> **Your goal**: Every record here needs to be duplicated exactly.

> **Materials provided**:
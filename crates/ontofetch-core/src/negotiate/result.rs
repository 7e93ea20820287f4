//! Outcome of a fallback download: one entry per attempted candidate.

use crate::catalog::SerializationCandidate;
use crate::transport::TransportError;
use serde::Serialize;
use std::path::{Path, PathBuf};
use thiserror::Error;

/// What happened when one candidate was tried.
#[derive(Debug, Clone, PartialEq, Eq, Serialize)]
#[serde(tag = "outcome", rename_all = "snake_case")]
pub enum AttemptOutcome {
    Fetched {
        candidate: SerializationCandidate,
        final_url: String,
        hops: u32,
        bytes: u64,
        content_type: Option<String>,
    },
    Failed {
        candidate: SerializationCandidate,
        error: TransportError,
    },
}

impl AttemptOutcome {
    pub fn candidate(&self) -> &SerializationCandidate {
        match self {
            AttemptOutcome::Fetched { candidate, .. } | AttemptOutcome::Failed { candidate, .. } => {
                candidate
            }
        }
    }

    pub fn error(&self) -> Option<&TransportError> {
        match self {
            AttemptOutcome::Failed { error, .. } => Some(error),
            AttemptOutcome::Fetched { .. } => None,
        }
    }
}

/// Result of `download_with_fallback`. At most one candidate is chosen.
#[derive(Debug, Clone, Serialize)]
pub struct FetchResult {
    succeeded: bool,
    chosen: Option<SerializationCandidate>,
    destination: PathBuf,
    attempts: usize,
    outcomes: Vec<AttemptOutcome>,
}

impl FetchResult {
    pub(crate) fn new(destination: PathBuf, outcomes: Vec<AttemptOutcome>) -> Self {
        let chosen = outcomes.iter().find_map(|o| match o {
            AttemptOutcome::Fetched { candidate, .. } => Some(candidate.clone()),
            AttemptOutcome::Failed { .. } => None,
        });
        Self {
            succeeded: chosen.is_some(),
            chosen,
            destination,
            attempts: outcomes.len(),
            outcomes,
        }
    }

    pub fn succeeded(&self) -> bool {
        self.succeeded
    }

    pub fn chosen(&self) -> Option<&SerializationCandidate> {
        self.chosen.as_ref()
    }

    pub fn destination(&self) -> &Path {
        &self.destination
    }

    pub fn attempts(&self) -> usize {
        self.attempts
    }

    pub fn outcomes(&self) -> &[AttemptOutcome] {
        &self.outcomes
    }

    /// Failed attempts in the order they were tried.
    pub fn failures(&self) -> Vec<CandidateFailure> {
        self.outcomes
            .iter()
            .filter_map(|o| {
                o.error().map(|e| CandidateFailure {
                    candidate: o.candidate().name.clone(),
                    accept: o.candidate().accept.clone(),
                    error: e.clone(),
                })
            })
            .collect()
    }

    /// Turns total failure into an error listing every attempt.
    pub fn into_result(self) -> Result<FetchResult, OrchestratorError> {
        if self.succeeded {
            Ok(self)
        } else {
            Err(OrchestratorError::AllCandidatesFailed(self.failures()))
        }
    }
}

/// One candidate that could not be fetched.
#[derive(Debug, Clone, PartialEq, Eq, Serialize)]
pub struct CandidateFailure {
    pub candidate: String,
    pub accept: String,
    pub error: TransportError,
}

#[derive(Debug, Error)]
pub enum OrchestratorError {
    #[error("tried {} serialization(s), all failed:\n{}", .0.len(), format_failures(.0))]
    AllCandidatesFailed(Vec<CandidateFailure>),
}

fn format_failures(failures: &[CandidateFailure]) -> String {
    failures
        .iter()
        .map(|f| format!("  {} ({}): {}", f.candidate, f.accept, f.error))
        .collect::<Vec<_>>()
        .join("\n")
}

> **Answer box**:
filename crates/ontofetch-core/src/negotiate/result.rs
repository 7e93ea20820287f4
//! Outcome of a fallback download: one entry per attempted candidate.

use crate::catalog::SerializationCandidate;
use crate::transport::TransportError;
use serde::Serialize;
use std::path::{Path, PathBuf};
use thiserror::Error;

/// What happened when one candidate was tried.
#[derive(Debug, Clone, PartialEq, Eq, Serialize)]
#[serde(tag = "outcome", rename_all = "snake_case")]
pub enum AttemptOutcome {
    Fetched {
        candidate: SerializationCandidate,
        final_url: String,
        hops: u32,
        bytes: u64,
        content_type: Option<String>,
    },
    Failed {
        candidate: SerializationCandidate,
        error: TransportError,
    },
}

impl AttemptOutcome {
    pub fn candidate(&self) -> &SerializationCandidate {
        match self {
            AttemptOutcome::Fetched { candidate, .. } | AttemptOutcome::Failed { candidate, .. } => {
                candidate
            }
        }
    }

    pub fn error(&self) -> Option<&TransportError> {
        match self {
            AttemptOutcome::Failed { error, .. } => Some(error),
            AttemptOutcome::Fetched { .. } => None,
        }
    }
}

/// Result of `download_with_fallback`. At most one candidate is chosen.
#[derive(Debug, Clone, Serialize)]
pub struct FetchResult {
    succeeded: bool,
    chosen: Option<SerializationCandidate>,
    destination: PathBuf,
    attempts: usize,
    outcomes: Vec<AttemptOutcome>,
}

impl FetchResult {
    pub(crate) fn new(destination: PathBuf, outcomes: Vec<AttemptOutcome>) -> Self {
        let chosen = outcomes.iter().find_map(|o| match o {
            AttemptOutcome::Fetched { candidate, .. } => Some(candidate.clone()),
            AttemptOutcome::Failed { .. } => None,
        });
        Self {
            succeeded: chosen.is_some(),
            chosen,
            destination,
            attempts: outcomes.len(),
            outcomes,
        }
    }

    pub fn succeeded(&self) -> bool {
        self.succeeded
    }

    pub fn chosen(&self) -> Option<&SerializationCandidate> {
        self.chosen.as_ref()
    }

    pub fn destination(&self) -> &Path {
        &self.destination
    }

    pub fn attempts(&self) -> usize {
        self.attempts
    }

    pub fn outcomes(&self) -> &[AttemptOutcome] {
        &self.outcomes
    }

    /// Failed attempts in the order they were tried.
    pub fn failures(&self) -> Vec<CandidateFailure> {
        self.outcomes
            .iter()
            .filter_map(|o| {
                o.error().map(|e| CandidateFailure {
                    candidate: o.candidate().name.clone(),
                    accept: o.candidate().accept.clone(),
                    error: e.clone(),
                })
            })
            .collect()
    }

    /// Turns total failure into an error listing every attempt.
    pub fn into_result(self) -> Result<FetchResult, OrchestratorError> {
        if self.succeeded {
            Ok(self)
        } else {
            Err(OrchestratorError::AllCandidatesFailed(self.failures()))
        }
    }
}

/// One candidate that could not be fetched.
#[derive(Debug, Clone, PartialEq, Eq, Serialize)]
pub struct CandidateFailure {
    pub candidate: String,
    pub accept: String,
    pub error: TransportError,
}

#[derive(Debug, Error)]
pub enum OrchestratorError {
    #[error("tried {} serialization(s), all failed:\n{}", .0.len(), format_failures(.0))]
    AllCandidatesFailed(Vec<CandidateFailure>),
}

fn format_failures(failures: &[CandidateFailure]) -> String {
    failures
        .iter()
        .map(|f| format!("  {} ({}): {}", f.candidate, f.accept, f.error))
        .collect::<Vec<_>>()
        .join("\n")
}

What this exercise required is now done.